Women will see ceremony as too male

THE BALTIMORE SUN

ROME -- Today's ceremony raising Baltimore Archbishop William H. Keeler to the rank of cardinal will be a reminder that women are not yet full partners in the work of the Roman Catholic Church, a leading Catholic sister said yesterday.

"As a woman, I have great love for my church," said Sister Rosemarie Nassif, president of the College of Notre Dame of Maryland. "However, as we all know, the position of the church now is to limit the role of women."

She said she believes that the ordination of women to the Catholic priesthood will be possible someday, "but not in my lifetime."

Speaking of the Consistory in which Pope John Paul II will place a red cardinal's hat on the heads of 30 churchmen, including Archbishop Keeler, Sister Rosemarie said:

"It will be very much a male ceremony.

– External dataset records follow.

use std::fmt::{self, Write as _};

use rusqlite::types::{ToSql, ToSqlOutput, ValueRef};

use crate::StorageClass;

/// A dynamically-typed SQLite value.
///
/// One variant per storage class: NULL, INTEGER, REAL, TEXT and BLOB.
#[derive(Clone, Debug, PartialEq, serde::Serialize, serde::Deserialize)]
pub enum SqlValue {
    /// SQL NULL.
    Null,
    /// A 64-bit signed integer.
    Integer(i64),
    /// A 64-bit IEEE 754 floating-point number.
    Float(f64),
    /// A UTF-8 text string.
    Text(String),
    /// A binary large object.
    Blob(Vec<u8>),
}

impl SqlValue {
    /// Returns the storage class of this value.
    pub const fn storage_class(&self) -> StorageClass {
        match self {
            Self::Null => StorageClass::Null,
            Self::Integer(_) => StorageClass::Integer,
            Self::Float(_) => StorageClass::Real,
            Self::Text(_) => StorageClass::Text,
            Self::Blob(_) => StorageClass::Blob,
        }
    }

    /// Returns true if this is a NULL value.
    pub const fn is_null(&self) -> bool {
        matches!(self, Self::Null)
    }

    /// Try to extract an integer value.
    pub const fn as_integer(&self) -> Option<i64> {
        match self {
            Self::Integer(i) => Some(*i),
            _ => None,
        }
    }

    /// Try to extract a float value.
    pub const fn as_float(&self) -> Option<f64> {
        match self {
            Self::Float(f) => Some(*f),
            _ => None,
        }
    }

    /// Try to extract a text reference.
    pub fn as_text(&self) -> Option<&str> {
        match self {
            Self::Text(s) => Some(s),
            _ => None,
        }
    }

    /// Try to extract a blob reference.
    pub fn as_blob(&self) -> Option<&[u8]> {
        match self {
            Self::Blob(b) => Some(b),
            _ => None,
        }
    }

    /// The type name as returned by SQL `typeof()`.
    pub const fn typeof_str(&self) -> &'static str {
        self.storage_class().as_str()
    }

    /// Render this value as a SQL literal.
    ///
    /// Text is single-quoted with embedded quotes doubled; no other escaping
    /// is applied. Floats always carry a fraction or an exponent so the
    /// engine reads them back as REAL.
    pub fn to_sql_literal(&self) -> String {
        let mut out = String::new();
        self.write_sql_literal(&mut out);
        out
    }

    /// Append the SQL literal form of this value to `out`.
    pub fn write_sql_literal(&self, out: &mut String) {
        match self {
            Self::Null => out.push_str("NULL"),
            Self::Integer(i) => {
                let _ = write!(out, "{i}");
            }
            Self::Float(f) => write_float_literal(*f, out),
            Self::Text(s) => {
                out.push('\'');
                out.push_str(&escape_quotes(s));
                out.push('\'');
            }
            Self::Blob(b) => {
                out.push_str("X'");
                for byte in b {
                    let _ = write!(out, "{byte:02x}");
                }
                out.push('\'');
            }
        }
    }
}

/// Double every single quote so `s` can sit inside a SQL string constant.
///
/// See <https://www.sqlite.org/lang_expr.html>: C-style backslash escapes
/// are not part of SQL.
pub fn escape_quotes(s: &str) -> String {
    s.replace('\'', "''")
}

fn write_float_literal(f: f64, out: &mut String) {
    if f.is_nan() {
        out.push_str("NULL");
    } else if f.is_infinite() {
        // Out-of-range literals parse as +/-Inf in SQLite.
        out.push_str(if f > 0.0 { "9e999" } else { "-9e999" });
    } else {
        // Debug output is the shortest round-trip form and keeps ".0".
        let _ = write!(out, "{f:?}");
    }
}

impl fmt::Display for SqlValue {
    fn fmt(&self, f: &mut fmt::Formatter<'_>) -> fmt::Result {
        f.write_str(&self.to_sql_literal())
    }
}

impl From<bool> for SqlValue {
    fn from(v: bool) -> Self {
        Self::Integer(i64::from(v))
    }
}

impl From<i8> for SqlValue {
    fn from(v: i8) -> Self {
        Self::Integer(i64::from(v))
    }
}

impl From<i16> for SqlValue {
    fn from(v: i16) -> Self {
        Self::Integer(i64::from(v))
    }
}

impl From<i32> for SqlValue {
    fn from(v: i32) -> Self {
        Self::Integer(i64::from(v))
    }
}

impl From<i64> for SqlValue {
    fn from(v: i64) -> Self {
        Self::Integer(v)
    }
}

impl From<u8> for SqlValue {
    fn from(v: u8) -> Self {
        Self::Integer(i64::from(v))
    }
}

impl From<u16> for SqlValue {
    fn from(v: u16) -> Self {
        Self::Integer(i64::from(v))
    }
}

impl From<u32> for SqlValue {
    fn from(v: u32) -> Self {
        Self::Integer(i64::from(v))
    }
}

impl From<f32> for SqlValue {
    fn from(v: f32) -> Self {
        Self::Float(f64::from(v))
    }
}

impl From<f64> for SqlValue {
    fn from(v: f64) -> Self {
        Self::Float(v)
    }
}

impl From<&str> for SqlValue {
    fn from(v: &str) -> Self {
        Self::Text(v.to_owned())
    }
}

impl From<String> for SqlValue {
    fn from(v: String) -> Self {
        Self::Text(v)
    }
}

impl From<&String> for SqlValue {
    fn from(v: &String) -> Self {
        Self::Text(v.clone())
    }
}

impl From<&[u8]> for SqlValue {
    fn from(v: &[u8]) -> Self {
        Self::Blob(v.to_vec())
    }
}

impl From<Vec<u8>> for SqlValue {
    fn from(v: Vec<u8>) -> Self {
        Self::Blob(v)
    }
}

impl<T: Into<Self>> From<Option<T>> for SqlValue {
    fn from(v: Option<T>) -> Self {
        v.map_or(Self::Null, Into::into)
    }
}

impl From<ValueRef<'_>> for SqlValue {
    fn from(v: ValueRef<'_>) -> Self {
        match v {
            ValueRef::Null => Self::Null,
            ValueRef::Integer(i) => Self::Integer(i),
            ValueRef::Real(f) => Self::Float(f),
            ValueRef::Text(t) => Self::Text(String::from_utf8_lossy(t).into_owned()),
            ValueRef::Blob(b) => Self::Blob(b.to_vec()),
        }
    }
}

impl ToSql for SqlValue {
    fn to_sql(&self) -> rusqlite::Result<ToSqlOutput<'_>> {
        let value = match self {
            Self::Null => ValueRef::Null,
            Self::Integer(i) => ValueRef::Integer(*i),
            Self::Float(f) => ValueRef::Real(*f),
            Self::Text(s) => ValueRef::Text(s.as_bytes()),
            Self::Blob(b) => ValueRef::Blob(b),
        };
        Ok(ToSqlOutput::Borrowed(value))
    }
}
//! Transaction scopes.
//!
//! A transaction body runs against the same [`Database`]; the scope commits
//! when the body returns `Ok` and rolls back otherwise, including when the
//! body panics.

use kae_error::{KaeError, Result};
use tracing::{debug, warn};

use crate::database::Database;

/// Rolls back on drop unless committed or rolled back explicitly.
struct TransactionGuard<'a> {
    db: &'a Database,
    finished: bool,
}

impl<'a> TransactionGuard<'a> {
    fn begin(db: &'a Database, exclusive: bool) -> Result<Self> {
        let sql = if exclusive {
            "BEGIN EXCLUSIVE"
        } else {
            "BEGIN IMMEDIATE"
        };
        db.conn.execute_batch(sql)?;
        debug!(exclusive, "transaction started");
        Ok(Self {
            db,
            finished: false,
        })
    }

    fn commit(mut self) -> Result<()> {
        // A failed COMMIT leaves the transaction open; drop rolls it back.
        self.db.conn.execute_batch("COMMIT")?;
        self.finished = true;
        debug!("transaction committed");
        Ok(())
    }

    fn rollback(mut self) -> Result<()> {
        self.finished = true;
        self.db.conn.execute_batch("ROLLBACK")?;
        debug!("transaction rolled back");
        Ok(())
    }
}

impl Drop for TransactionGuard<'_> {
    fn drop(&mut self) {
        if !self.finished {
            if let Err(err) = self.db.conn.execute_batch("ROLLBACK") {
                warn!(error = %err, "rollback on drop failed");
            }
        }
    }
}

impl Database {
    /// Run `body` in a transaction.
    ///
    /// `exclusive` selects `BEGIN EXCLUSIVE` over `BEGIN IMMEDIATE`. The
    /// body commits by returning `Ok`. Returning
    /// [`KaeError::TransactionAborted`] rolls back and reports success; any
    /// other error rolls back and is returned.
    ///
    /// ```ignore
    /// db.transaction(true, |db| {
    ///     db.insert("t", None, &values)?;
    ///     if !wanted {
    ///         return Err(KaeError::TransactionAborted);
    ///     }
    ///     Ok(())
    /// })?;
    /// ```
    pub fn transaction<F>(&self, exclusive: bool, body: F) -> Result<()>
    where
        F: FnOnce(&Self) -> Result<()>,
    {
        match self.with_transaction(exclusive, body) {
            Err(KaeError::TransactionAborted) => Ok(()),
            other => other,
        }
    }

    /// Run `body` in a transaction and return its value.
    ///
    /// Every error, [`KaeError::TransactionAborted`] included, rolls back
    /// and is returned.
    pub fn with_transaction<T, F>(&self, exclusive: bool, body: F) -> Result<T>
    where
        F: FnOnce(&Self) -> Result<T>,
    {
        let guard = TransactionGuard::begin(self, exclusive)?;
        match body(self) {
            Ok(value) => {
                guard.commit()?;
                Ok(value)
            }
            Err(err) => {
                debug!(error = %err, "transaction body failed");
                if let Err(rollback_err) = guard.rollback() {
                    warn!(error = %rollback_err, "rollback failed");
                }
                Err(err)
            }
        }
    }
}

#[cfg(test)]
mod tests {
    use super::*;
    use crate::condition::Condition;
    use crate::config::DatabaseConfig;
    use crate::content::ContentValues;
    use std::panic::{AssertUnwindSafe, catch_unwind};

    fn db() -> Database {
        let db = Database::open_in_memory(&DatabaseConfig::default()).unwrap();
        db.exec_sql("CREATE TABLE t (v INTEGER)").unwrap();
        db
    }

    fn insert(db: &Database, v: i64) -> Result<()> {
        let values: ContentValues = [("v", v)].into_iter().collect();
        db.insert("t", None, &values)?;
        Ok(())
    }

    fn row_count(db: &Database) -> usize {
        db.select("t", &["v"], Condition::NoOp).to_list().unwrap().len()
    }

    #[test]
    fn commit_on_ok() {
        let db = db();
        db.transaction(true, |db| insert(db, 1)).unwrap();
        db.transaction(false, |db| insert(db, 2)).unwrap();
        assert_eq!(row_count(&db), 2);
        assert!(!db.is_in_transaction());
    }

    #[test]
    fn abort_rolls_back_silently() {
        let db = db();
        db.transaction(true, |db| {
            insert(db, 1)?;
            Err(KaeError::TransactionAborted)
        })
        .unwrap();
        assert_eq!(row_count(&db), 0);
    }

    #[test]
    fn other_error_rolls_back_and_propagates() {
        let db = db();
        let err = db
            .transaction(true, |db| {
                insert(db, 1)?;
                db.exec_sql("INSERT INTO missing VALUES (1)")
            })
            .unwrap_err();
        assert!(matches!(err, KaeError::Sqlite(_)));
        assert_eq!(row_count(&db), 0);
    }

    #[test]
    fn with_transaction_returns_value_and_reports_abort() {
        let db = db();
        let rowid = db
            .with_transaction(false, |db| {
                let values: ContentValues = [("v", 5)].into_iter().collect();
                db.insert("t", None, &values)
            })
            .unwrap();
        assert_eq!(rowid, 1);

        let err = db
            .with_transaction(false, |db| -> Result<()> {
                insert(db, 6)?;
                Err(KaeError::TransactionAborted)
            })
            .unwrap_err();
        assert!(err.is_transaction_abort());
        assert_eq!(row_count(&db), 1);
    }

    #[test]
    fn panic_rolls_back() {
        let db = db();
        let result = catch_unwind(AssertUnwindSafe(|| {
            db.transaction(true, |db| {
                insert(db, 1)?;
                panic!("boom");
            })
        }));
        assert!(result.is_err());
        assert!(!db.is_in_transaction());
        assert_eq!(row_count(&db), 0);
    }

    #[test]
    fn nested_transaction_is_rejected() {
        let db = db();
        let err = db
            .transaction(true, |db| db.transaction(true, |db| insert(db, 1)))
            .unwrap_err();
        assert!(matches!(err, KaeError::Sqlite(_)));
        assert_eq!(row_count(&db), 0);
    }
}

It will be a moving and meaningful experience for Catholics, both men and women, but in a sense I'll feel that something is missing."

Sister Rosemarie, who read scriptures during a Mass celebrated by Archbishop Keeler Thursday, remarked that merely a few decades ago, "my reading in that setting would have been unheard of."

Even so, such progress in the recognition of churchwomen "doesn't eliminate our responsibility to edge the church into that place where God is calling us today," she said.

Efforts in some official circles to "lessen the visibility of women in the church" will not stop them from seeking full participation, she said. And it will not prevent them from being enriched spiritually by such reminders of centuries of Christian history as today's ceremonies.